Fig. 2: Annual changes in brain volumes and dementia risk associated with infections.

a–f, Forest plots showing the associations of brain volume loss over time with influenza (a), HHVs (b), miscellaneous viral infections (c), URTIs (d), LRTIs, (e) and skin and subcutaneous infections (f) in the BLSA. Adjusted differences in annual changes of standardized brain volumes associated with a history of a given infection (β) were derived from linear mixed-effect models (n = 982) adjusted for intracranial volume, baseline age, sex, race, education, APOEε4, a comorbidity index (that is, obesity, hypertension, diabetes, cancer, ischemic heart disease, chronic heart failure, chronic kidney disease and chronic obstructive pulmonary disease) and two-way interactions of covariates with time. Pink squares reflect statistically significant associations. The AD signature region was the combined volume of the hippocampus, parahippocampal gyrus, entorhinal cortex, posterior cingulate gyrus, precuneus and cuneus. g,h, Additional forest plots showing the associations of infections with risk of all-cause dementia, AD dementia and VaD in the UK Biobank (g) and the Finnish multicohort sample (h; the FPS study, the HeSSup study and the STW study) after excluding dementia cases documented within 1 year postinfection.

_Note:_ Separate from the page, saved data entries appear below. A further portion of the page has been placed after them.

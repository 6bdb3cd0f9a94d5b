//! Browser Dialogs
//!
//! Blocking alerts and page reload.

use leptos::logging::{error, warn};

use crate::api::Action;
use crate::error::AdminError;

pub fn alert(message: &str) {
    let Some(window) = web_sys::window() else {
        warn!("[DIALOG] no window for alert: {}", message);
        return;
    };
    if let Err(e) = window.alert_with_message(message) {
        warn!("[DIALOG] alert failed: {:?}", e);
    }
}

/// Log a failed action and tell the user
pub fn report_failure(action: Action, err: &AdminError) {
    if err.is_validation() {
        warn!("[{:?}] rejected: {}", action, err);
    } else {
        error!("[{:?}] {}", action, err);
    }
    alert(&action.failure_alert(err));
}

pub fn reload_page() {
    let reloaded = web_sys::window()
        .ok_or_else(|| AdminError::Browser("no window".to_string()))
        .and_then(|w| w.location().reload().map_err(AdminError::browser));
    if let Err(e) = reloaded {
        error!("[DIALOG] page reload failed: {}", e);
    }
}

Columns report frequencies of the total sample, individuals exposed to a given infection and individuals diagnosed with dementia. Filled-in shapes reflect statistically significant associations. Data are presented as hazard ratios (HRs) and 95% confidence intervals (CIs). N/A indicates insufficient sample size to assess dementia risk. Adjusted differences in dementia risk associated with history of a given infection were derived from Cox proportional hazards regression models adjusted for age, sex and socioeconomic status. All-cause dementia included participants with a diagnosis of AD dementia, VaD, Parkinson’s disease dementia, frontotemporal dementia and other, less common dementia diagnoses (for example, unspecified dementia). Statistical significance was defined at a two-sided P < 0.05 without adjustment for multiple comparisons. The exact P values are presented in the source data files of Supplementary Tables 4, 7 and 9. AD sig, AD signature; exp., exposed; dem, dementia.